In its inward orientation, the Five-Year Plan reflects the fact that China's leadership is very much aware of the major challenges. Even after the officially successful end of the campaign to reduce poverty, rising inequality remains an urgent problem. Beijing faces the huge task of stabilizing the social security system and supporting rural regions.
With the new Five-Year Plan, China intends to redirect investment to smaller cities and rural areas to narrow the gap between wealthy and poor regions and to make poverty reduction sustainable. In view of the intense discussions within China on food security, modernizing agriculture is also an urgent task.
To support the domestic base, China's leadership faces a difficult balancing act – on the one hand, converting industry from quantitative to high-quality production, on the other hand, ensuring basic needs are met in poorer regions.

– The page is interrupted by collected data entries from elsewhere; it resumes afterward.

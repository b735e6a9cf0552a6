use std::cell::RefCell;
use std::error::Error;
use std::io::{self, BufRead, Write};
use std::rc::Rc;

use clap::Parser;
use servispro_client::{
    DemoOtpChannel, HttpTransport, MockTransport, NoticeLevel, OtpChannel, PaymentRequest,
    PaymentSession, PaymentTransport, PaymentWizard, RemoteOtpChannel, ResendOutcome,
    TransportConfig, WizardCallbacks, WizardConfig,
};
use servispro_gateway_mock::{DemoScenario, DEMO_PHONE};
use servispro_types::{Gnf, PaymentMethod, TransactionReceipt};
use tracing::{info, warn};

#[derive(Parser, Debug)]
#[command(name = "demo", about = "Pays a ServisPro investigation fee end to end")]
struct Cli {
    /// Amount in GNF. Defaults to the demo provider's investigation fee.
    #[arg(long)]
    amount: Option<u64>,

    /// `orange_money` or `mtn_momo`.
    #[arg(long, default_value = "orange_money")]
    method: PaymentMethod,

    #[arg(long, default_value = DEMO_PHONE)]
    phone: String,

    /// Pay through a running servispro-backend; the code then arrives by SMS
    /// and is read from stdin.
    #[arg(long)]
    backend_url: Option<String>,
}

type DemoResult<T> = Result<T, Box<dyn Error>>;

#[tokio::main]
async fn main() -> DemoResult<()> {
    tracing_subscriber::fmt()
        .with_env_filter(
            tracing_subscriber::EnvFilter::try_from_default_env().unwrap_or_else(|_| "info".into()),
        )
        .with_target(false)
        .compact()
        .init();

    let cli = Cli::parse();
    let scenario = DemoScenario::new();
    let mut request = PaymentRequest::investigation_fee(&scenario.provider, &scenario.customer);
    if let Some(amount) = cli.amount {
        request.amount = Gnf::new(amount);
    }
    request.method = cli.method;

    let receipt = match cli.backend_url {
        Some(base_url) => {
            info!(backend = %base_url, "using REST backend");
            let transport = HttpTransport::new(TransportConfig {
                base_url,
                ..TransportConfig::default()
            })?;
            let wizard = PaymentWizard::new(
                transport.clone(),
                RemoteOtpChannel::new(transport),
                WizardConfig::default(),
            );
            pay(wizard, request, &cli.phone, prompt_for_code).await?
        }
        None => {
            info!("using in-process gateway");
            let wizard = PaymentWizard::new(
                MockTransport::new(scenario.gateway),
                DemoOtpChannel::new(),
                WizardConfig::default(),
            );
            pay(wizard, request, &cli.phone, disclosed_code).await?
        }
    };

    println!("{receipt}");
    Ok(())
}

async fn pay<T, O>(
    mut wizard: PaymentWizard<T, O>,
    request: PaymentRequest,
    phone: &str,
    read_code: impl Fn(&PaymentSession) -> DemoResult<String>,
) -> DemoResult<TransactionReceipt>
where
    T: PaymentTransport,
    O: OtpChannel,
{
    let handed_off = Rc::new(RefCell::new(None));
    let callbacks = WizardCallbacks::new()
        .on_payment_success({
            let handed_off = Rc::clone(&handed_off);
            move |receipt| *handed_off.borrow_mut() = Some(receipt)
        })
        .on_close(|| warn!("payment wizard closed before completion"));

    info!(
        beneficiary = %request.beneficiary_name,
        amount = %request.amount,
        "investigation fee due before the provider travels"
    );
    wizard.open(request, callbacks);
    wizard.set_phone_number(phone)?;

    wizard.submit_payment().await?;
    info!("sending confirmation code");
    wizard.advance().await?;
    log_notices(&mut wizard);

    if let ResendOutcome::Throttled { remaining_secs } = wizard.resend_code().await? {
        info!(remaining_secs, "resend available later");
    }

    let session = wizard.session().ok_or("payment wizard is not open")?;
    let code = read_code(session)?;
    wizard.set_entered_code(&code)?;
    wizard.submit_code().await?;
    info!("processing payment");
    wizard.advance().await?;
    log_notices(&mut wizard);

    let receipt = wizard.acknowledge()?;
    if handed_off.borrow().as_ref() != Some(&receipt) {
        return Err("completion callback did not receive the receipt".into());
    }
    info!(reference = %receipt.reference, "payment complete");
    Ok(receipt)
}

fn disclosed_code(session: &PaymentSession) -> DemoResult<String> {
    let code = session
        .generated_code()
        .ok_or("demo channel did not disclose a code")?;
    Ok(code.as_str().to_string())
}

fn prompt_for_code(session: &PaymentSession) -> DemoResult<String> {
    let sent_to = session
        .otp_dispatch()
        .map(|dispatch| dispatch.sent_to.clone())
        .unwrap_or_default();
    print!("Code reçu au {sent_to} : ");
    io::stdout().flush()?;
    let mut line = String::new();
    io::stdin().lock().read_line(&mut line)?;
    Ok(line.trim().to_string())
}

fn log_notices<T: PaymentTransport, O: OtpChannel>(wizard: &mut PaymentWizard<T, O>) {
    for notice in wizard.take_notices() {
        match notice.level {
            NoticeLevel::Error => warn!(notice = %notice.message, "wizard"),
            _ => info!(notice = %notice.message, "wizard"),
        }
    }
}
use std::sync::{Arc, Mutex};
use std::time::Duration;

use async_trait::async_trait;
use reqwest::RequestBuilder;
use serde::de::DeserializeOwned;
use servispro_gateway_mock::{GatewayError, MockGateway};
use servispro_types::{
    ErrorBody, InitiatePaymentRequest, OtpCode, OtpDispatch, OtpVerdict, PaymentAck, PaymentId,
    PaymentView, RefundAck, RefundReason, RefundRequest, VerifyOtpRequest,
};
use thiserror::Error;
use tracing::debug;

/// Backend endpoint configuration for [`HttpTransport`].
#[derive(Debug, Clone)]
pub struct TransportConfig {
    pub base_url: String,
    pub request_timeout_ms: u64,
    pub bearer_token: Option<String>,
}

impl Default for TransportConfig {
    fn default() -> Self {
        Self {
            base_url: "http://127.0.0.1:8000".to_string(),
            request_timeout_ms: 10_000,
            bearer_token: None,
        }
    }
}

/// Error model for transport operations.
#[derive(Debug, Error, Clone, PartialEq, Eq)]
pub enum TransportError {
    #[error("request timed out")]
    Timeout,
    #[error("backend unavailable: {0}")]
    Unavailable(String),
    #[error("request rejected: status={status}, detail={detail}")]
    Rejected { status: u16, detail: String },
    #[error("invalid response: {0}")]
    Decode(String),
    #[error("internal transport error: {0}")]
    Internal(String),
}

impl TransportError {
    /// Server-provided explanation, suitable for showing to the user.
    pub fn detail(&self) -> Option<&str> {
        match self {
            Self::Rejected { detail, .. } if !detail.is_empty() => Some(detail),
            _ => None,
        }
    }
}

impl From<GatewayError> for TransportError {
    fn from(err: GatewayError) -> Self {
        Self::Rejected {
            status: err.kind().http_status(),
            detail: err.to_string(),
        }
    }
}

/// Payment backend interface. Implementations may call the in-process gateway
/// or the REST backend.
#[async_trait(?Send)]
pub trait PaymentTransport {
    async fn initiate_payment(
        &self,
        request: InitiatePaymentRequest,
    ) -> Result<PaymentAck, TransportError>;

    async fn confirm_payment(&self, payment_id: &PaymentId) -> Result<PaymentAck, TransportError>;

    async fn request_otp(&self, payment_id: &PaymentId) -> Result<OtpDispatch, TransportError>;

    async fn verify_otp(
        &self,
        payment_id: &PaymentId,
        code: &OtpCode,
    ) -> Result<OtpVerdict, TransportError>;

    async fn get_payment(&self, payment_id: &PaymentId) -> Result<PaymentView, TransportError>;

    async fn refund_payment(
        &self,
        payment_id: &PaymentId,
        reason: RefundReason,
    ) -> Result<RefundAck, TransportError>;
}

/// Number of calls a [`MockTransport`] has served, per operation.
#[derive(Debug, Clone, Copy, Default, PartialEq, Eq)]
pub struct CallCounts {
    pub initiate: usize,
    pub confirm: usize,
    pub request_otp: usize,
    pub verify_otp: usize,
}

/// In-memory transport backed by `MockGateway`, used by the demo and tests.
#[derive(Clone)]
pub struct MockTransport {
    gateway: Arc<Mutex<MockGateway>>,
    calls: Arc<Mutex<CallCounts>>,
    origin_millis: u64,
    origin: tokio::time::Instant,
}

impl MockTransport {
    pub fn new(gateway: MockGateway) -> Self {
        Self {
            gateway: Arc::new(Mutex::new(gateway)),
            calls: Arc::new(Mutex::new(CallCounts::default())),
            origin_millis: crate::unix_millis_now(),
            origin: tokio::time::Instant::now(),
        }
    }

    /// Runs `f` against the shared gateway, e.g. to inject faults or read the SMS outbox.
    pub fn with_gateway<R>(
        &self,
        f: impl FnOnce(&mut MockGateway) -> R,
    ) -> Result<R, TransportError> {
        let mut lock = self
            .gateway
            .lock()
            .map_err(|_| TransportError::Unavailable("mutex poisoned".to_string()))?;
        Ok(f(&mut lock))
    }

    pub fn call_counts(&self) -> CallCounts {
        self.calls.lock().map(|calls| *calls).unwrap_or_default()
    }

    /// Gateway clock. Follows tokio time so paused-clock tests stay consistent.
    fn now_millis(&self) -> u64 {
        self.origin_millis + self.origin.elapsed().as_millis() as u64
    }

    fn record(&self, f: impl FnOnce(&mut CallCounts)) {
        if let Ok(mut calls) = self.calls.lock() {
            f(&mut calls);
        }
    }
}

#[async_trait(?Send)]
impl PaymentTransport for MockTransport {
    async fn initiate_payment(
        &self,
        request: InitiatePaymentRequest,
    ) -> Result<PaymentAck, TransportError> {
        self.record(|calls| calls.initiate += 1);
        let now = self.now_millis();
        Ok(self.with_gateway(|gateway| gateway.initiate_payment(request, now))??)
    }

    async fn confirm_payment(&self, payment_id: &PaymentId) -> Result<PaymentAck, TransportError> {
        self.record(|calls| calls.confirm += 1);
        let now = self.now_millis();
        Ok(self.with_gateway(|gateway| gateway.confirm_payment(payment_id, now))??)
    }

    async fn request_otp(&self, payment_id: &PaymentId) -> Result<OtpDispatch, TransportError> {
        self.record(|calls| calls.request_otp += 1);
        let now = self.now_millis();
        Ok(self.with_gateway(|gateway| gateway.issue_otp(payment_id, now))??)
    }

    async fn verify_otp(
        &self,
        payment_id: &PaymentId,
        code: &OtpCode,
    ) -> Result<OtpVerdict, TransportError> {
        self.record(|calls| calls.verify_otp += 1);
        let now = self.now_millis();
        Ok(self.with_gateway(|gateway| gateway.verify_otp(payment_id, code, now))??)
    }

    async fn get_payment(&self, payment_id: &PaymentId) -> Result<PaymentView, TransportError> {
        Ok(self.with_gateway(|gateway| gateway.get_payment(payment_id))??)
    }

    async fn refund_payment(
        &self,
        payment_id: &PaymentId,
        reason: RefundReason,
    ) -> Result<RefundAck, TransportError> {
        Ok(self.with_gateway(|gateway| gateway.refund_payment(payment_id, reason))??)
    }
}

/// REST transport against the payment backend (`/api/payments/...`).
#[derive(Clone)]
pub struct HttpTransport {
    client: reqwest::Client,
    config: TransportConfig,
}

impl HttpTransport {
    pub fn new(config: TransportConfig) -> Result<Self, TransportError> {
        let client = reqwest::Client::builder()
            .timeout(Duration::from_millis(config.request_timeout_ms))
            .build()
            .map_err(|err| TransportError::Internal(err.to_string()))?;
        Ok(Self { client, config })
    }

    pub fn config(&self) -> &TransportConfig {
        &self.config
    }

    fn url(&self, path: &str) -> String {
        format!(
            "{}/api/payments{}",
            self.config.base_url.trim_end_matches('/'),
            path
        )
    }

    async fn send<T: DeserializeOwned>(&self, request: RequestBuilder) -> Result<T, TransportError> {
        let request = match self.config.bearer_token.as_deref() {
            Some(token) => request.bearer_auth(token),
            None => request,
        };
        let response = request.send().await.map_err(map_reqwest_error)?;
        let status = response.status();
        debug!(status = status.as_u16(), url = %response.url(), "payment backend responded");
        if status.is_success() {
            return response
                .json::<T>()
                .await
                .map_err(|err| TransportError::Decode(err.to_string()));
        }
        let detail = match response.json::<ErrorBody>().await {
            Ok(body) => body.detail,
            Err(_) => status.canonical_reason().unwrap_or_default().to_string(),
        };
        Err(TransportError::Rejected {
            status: status.as_u16(),
            detail,
        })
    }
}

#[async_trait(?Send)]
impl PaymentTransport for HttpTransport {
    async fn initiate_payment(
        &self,
        request: InitiatePaymentRequest,
    ) -> Result<PaymentAck, TransportError> {
        self.send(self.client.post(self.url("/initiate")).json(&request))
            .await
    }

    async fn confirm_payment(&self, payment_id: &PaymentId) -> Result<PaymentAck, TransportError> {
        self.send(self.client.post(self.url(&format!("/{payment_id}/confirm"))))
            .await
    }

    async fn request_otp(&self, payment_id: &PaymentId) -> Result<OtpDispatch, TransportError> {
        self.send(self.client.post(self.url(&format!("/{payment_id}/otp"))))
            .await
    }

    async fn verify_otp(
        &self,
        payment_id: &PaymentId,
        code: &OtpCode,
    ) -> Result<OtpVerdict, TransportError> {
        let body = VerifyOtpRequest {
            code: code.as_str().to_string(),
        };
        self.send(
            self.client
                .post(self.url(&format!("/{payment_id}/otp/verify")))
                .json(&body),
        )
        .await
    }

    async fn get_payment(&self, payment_id: &PaymentId) -> Result<PaymentView, TransportError> {
        self.send(self.client.get(self.url(&format!("/{payment_id}"))))
            .await
    }

    async fn refund_payment(
        &self,
        payment_id: &PaymentId,
        reason: RefundReason,
    ) -> Result<RefundAck, TransportError> {
        self.send(
            self.client
                .post(self.url(&format!("/{payment_id}/refund")))
                .json(&RefundRequest { reason }),
        )
        .await
    }
}

fn map_reqwest_error(err: reqwest::Error) -> TransportError {
    if err.is_timeout() {
        TransportError::Timeout
    } else if err.is_connect() {
        TransportError::Unavailable(err.to_string())
    } else if err.is_decode() {
        TransportError::Decode(err.to_string())
    } else {
        TransportError::Internal(err.to_string())
    }
}

#[cfg(test)]
mod tests {
    use servispro_gateway_mock::DemoScenario;
    use servispro_types::{PaymentStatus, RefundReason};

    use super::{HttpTransport, MockTransport, PaymentTransport, TransportConfig, TransportError};

    #[tokio::test]
    async fn mock_transport_initiates_and_confirms() {
        let scenario = DemoScenario::new();
        let request = scenario.initiate_request(1);
        let transport = MockTransport::new(scenario.gateway);
        let ack = transport.initiate_payment(request).await.expect("initiate");
        assert_eq!(ack.status, PaymentStatus::Pending);
        let confirmed = transport
            .confirm_payment(&ack.payment_id)
            .await
            .expect("confirm");
        assert_eq!(confirmed.status, PaymentStatus::Completed);
        let counts = transport.call_counts();
        assert_eq!((counts.initiate, counts.confirm), (1, 1));
    }

    #[tokio::test]
    async fn gateway_errors_map_to_http_like_rejections() {
        let scenario = DemoScenario::new();
        let request = scenario.initiate_request(1);
        let transport = MockTransport::new(scenario.gateway);
        transport
            .with_gateway(|gateway| gateway.faults.fail_initiate = true)
            .unwrap();
        let err = transport.initiate_payment(request).await.unwrap_err();
        assert!(matches!(err, TransportError::Rejected { status: 503, .. }));
        assert_eq!(err.detail(), Some("Service de paiement indisponible"));
    }

    #[tokio::test]
    async fn refund_goes_through_the_gateway() {
        let scenario = DemoScenario::new();
        let request = scenario.initiate_request(1);
        let transport = MockTransport::new(scenario.gateway);
        let id = transport.initiate_payment(request).await.unwrap().payment_id;
        transport.confirm_payment(&id).await.unwrap();
        let ack = transport
            .refund_payment(&id, RefundReason::ProviderNoShow)
            .await
            .unwrap();
        assert_eq!(ack.status, PaymentStatus::Refunded);
        assert_eq!(
            transport.get_payment(&id).await.unwrap().status,
            PaymentStatus::Refunded
        );
    }

    #[tokio::test]
    async fn http_transport_reports_unreachable_backend() {
        let transport = HttpTransport::new(TransportConfig {
            base_url: "http://127.0.0.1:9".to_string(),
            request_timeout_ms: 2_000,
            bearer_token: None,
        })
        .unwrap();
        let id = servispro_types::PaymentId::new("missing").unwrap();
        let err = transport.get_payment(&id).await.unwrap_err();
        assert!(matches!(
            err,
            TransportError::Unavailable(_) | TransportError::Timeout | TransportError::Internal(_)
        ));
    }

    #[test]
    fn http_transport_builds_payment_urls() {
        let transport = HttpTransport::new(TransportConfig {
            base_url: "http://localhost:8000/".to_string(),
            ..TransportConfig::default()
        })
        .unwrap();
        assert_eq!(
            transport.url("/initiate"),
            "http://localhost:8000/api/payments/initiate"
        );
    }
}
use std::fmt;

use serde::{Deserialize, Serialize};

use crate::error::ValidationError;

macro_rules! impl_string_id {
    ($name:ident) => {
        #[derive(Clone, PartialEq, Eq, Hash, PartialOrd, Ord, Serialize, Deserialize)]
        #[serde(try_from = "String", into = "String")]
        pub struct $name(String);

        impl $name {
            pub fn new(value: impl Into<String>) -> Result<Self, ValidationError> {
                let value = value.into();
                if value.trim().is_empty() || value.chars().any(|c| c.is_whitespace() || c == '/')
                {
                    return Err(ValidationError::InvalidId {
                        kind: stringify!($name),
                        value,
                    });
                }
                Ok(Self(value))
            }

            pub fn as_str(&self) -> &str {
                &self.0
            }

            pub fn into_inner(self) -> String {
                self.0
            }
        }

        impl fmt::Display for $name {
            fn fmt(&self, f: &mut fmt::Formatter<'_>) -> fmt::Result {
                f.write_str(&self.0)
            }
        }

        impl fmt::Debug for $name {
            fn fmt(&self, f: &mut fmt::Formatter<'_>) -> fmt::Result {
                write!(f, "{}({})", stringify!($name), self.0)
            }
        }

        impl AsRef<str> for $name {
            fn as_ref(&self) -> &str {
                &self.0
            }
        }

        impl TryFrom<&str> for $name {
            type Error = ValidationError;

            fn try_from(value: &str) -> Result<Self, Self::Error> {
                Self::new(value)
            }
        }

        impl TryFrom<String> for $name {
            type Error = ValidationError;

            fn try_from(value: String) -> Result<Self, Self::Error> {
                Self::new(value)
            }
        }

        impl From<$name> for String {
            fn from(id: $name) -> Self {
                id.0
            }
        }
    };
}

impl_string_id!(PaymentId);
impl_string_id!(JobId);
impl_string_id!(ProviderId);
impl_string_id!(CustomerId);

impl PaymentId {
    /// Fresh server-side identifier.
    pub fn generate() -> Self {
        Self(uuid::Uuid::new_v4().to_string())
    }
}

impl JobId {
    /// Placeholder job id used before the service request exists (`job_<millis>`).
    pub fn provisional(now_millis: u64) -> Self {
        Self(format!("job_{now_millis}"))
    }
}

#[cfg(test)]
mod tests {
    use super::*;

    #[test]
    fn rejects_blank_and_path_like_ids() {
        assert!(PaymentId::new("").is_err());
        assert!(PaymentId::new("  ").is_err());
        assert!(PaymentId::new("a/b").is_err());
        assert!(PaymentId::new("pay 1").is_err());
        assert_eq!(PaymentId::new("pay-1").unwrap().as_str(), "pay-1");
    }

    #[test]
    fn provisional_job_id_carries_timestamp() {
        assert_eq!(JobId::provisional(1_700_000_000_123).as_str(), "job_1700000000123");
    }

    #[test]
    fn generated_payment_ids_are_distinct() {
        assert_ne!(PaymentId::generate(), PaymentId::generate());
    }

    #[test]
    fn ids_serialize_as_plain_strings() {
        let id = ProviderId::new("prov-42").unwrap();
        assert_eq!(serde_json::to_string(&id).unwrap(), "\"prov-42\"");
    }

    #[test]
    fn decoding_validates_ids() {
        assert!(serde_json::from_str::<ProviderId>("\"\"").is_err());
        assert!(serde_json::from_str::<JobId>("\"a/b\"").is_err());
        assert_eq!(
            serde_json::from_str::<ProviderId>("\"prov-42\"").unwrap(),
            ProviderId::new("prov-42").unwrap()
        );
    }
}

The investment needed is likely to be difficult, even for a country like China with its high foreign exchange reserves.
After the successful fight against the Covid-19 pandemic, Beijing is formulating a worrying approach to dealing with “contradictions” in society in its Five-Year Plan. Further investment in the security apparatus is just as much a part of this as the merging of security agencies and public bodies, the expansion of digital surveillance, and political campaigns to mobilize the masses. In difficult domestic and foreign policy times, control remains the order of the day for Xi's leadership.
China’s main targets for 2021 in numbers:
- GDP growth: >6.0%
- Military spending 6.8% (up from 6.6)
- Deficit growth 3.2% (down from 3.6%)
- Creation of new urban jobs: >11 million (up from 9)
- Unemployment: around 5.5%
- CPI increase: around 3.0%
- Energy consumption per unit of GDP: around 3.0%
Related expert analysis: MERICS senior analyst Nis Grünberg spoke to Zeit Online about China’s climate politics (in German)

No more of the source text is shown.